I don't think the revision history for the benchmarks is terribly
important -- we
can always look in the archive of the CVS repos if we need to -- so
I'm fine with
just adding it at this point.
>> Also, the conversion process seems to have resurrected the old bcheck
>> script in the top-level of the source tree.
>
> That can probably be removed from current and future versions without fuss.
>
>> > https://github.com/organizations/Mercury-Language
>> >
>> > Peter, Julien and I are project members/owners for this on Github.
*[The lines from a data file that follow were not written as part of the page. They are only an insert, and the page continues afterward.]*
//! Offline demo: polls the demo provider for a few cycles, then runs the
//! checkout sequence on the cheapest listing and prints the step log.

use std::sync::Arc;
use std::time::Duration;

use snipe_monitor::config::MonitorConfig;
use snipe_monitor::ingest::providers::DemoProvider;
use snipe_monitor::notify::LogChannel;
use snipe_monitor::{telemetry, Monitor};

#[tokio::main]
async fn main() -> anyhow::Result<()> {
    let _ = dotenvy::dotenv();
    telemetry::init_tracing();

    let mut cfg = MonitorConfig::load_default()?;
    cfg.poll.interval_secs = 2;

    let monitor = Monitor::new(&cfg, Arc::new(DemoProvider::new(3)), Arc::new(LogChannel));
    monitor.operator.login("demo");
    monitor.dispatcher.enable().await;
    monitor.scheduler.arm_current();

    tokio::time::sleep(Duration::from_secs(5)).await;
    monitor.scheduler.disarm();

    let feed = monitor.feed.snapshot();
    println!("feed: {} listings", feed.len());
    for l in &feed {
        let tag = if l.is_exceptional { "SNIPE" } else { "     " };
        println!("  {tag} {:>6.2}€  {}  [{}]", l.price, l.title, l.id);
    }

    let Some(target) = feed
        .iter()
        .min_by(|a, b| a.price.total_cmp(&b.price))
        .cloned()
    else {
        println!("nothing to acquire");
        return Ok(());
    };

    let handle = monitor.acquire(&target.id)?;
    let mut printed = 0;
    while handle.is_active() {
        let status = monitor.sequencer.status();
        for line in status.log.iter().skip(printed) {
            println!("  > {line}");
        }
        printed = status.log.len();
        tokio::time::sleep(Duration::from_millis(100)).await;
    }

    println!("settlement: {:?}", monitor.operator.snapshot().last_settlement);
    println!("monitor-demo done");
    Ok(())
}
So any
>> > of us should be able to add other owners/committers.
>> >
>> > What remains to be done is to update the review process so that git is taken
>> > into account.
>>
>> We also need to update the test_mercury script so that we can build the
>> source distribution from the git repository rather than the CVS one.
>
> There appear to be a number of scripts that should be updated/deprecated. I
> want to be able to use test_mercury or build a tarball on any system, not
> specific systems inside CSSE. So new/revised scripts should have a lot less
> hardcoding.
You can already build a tarball on any system -- mmake tar does that.
And indeed test_mercury should already work on non-CSSE systems as well.
Cheers,
Julien.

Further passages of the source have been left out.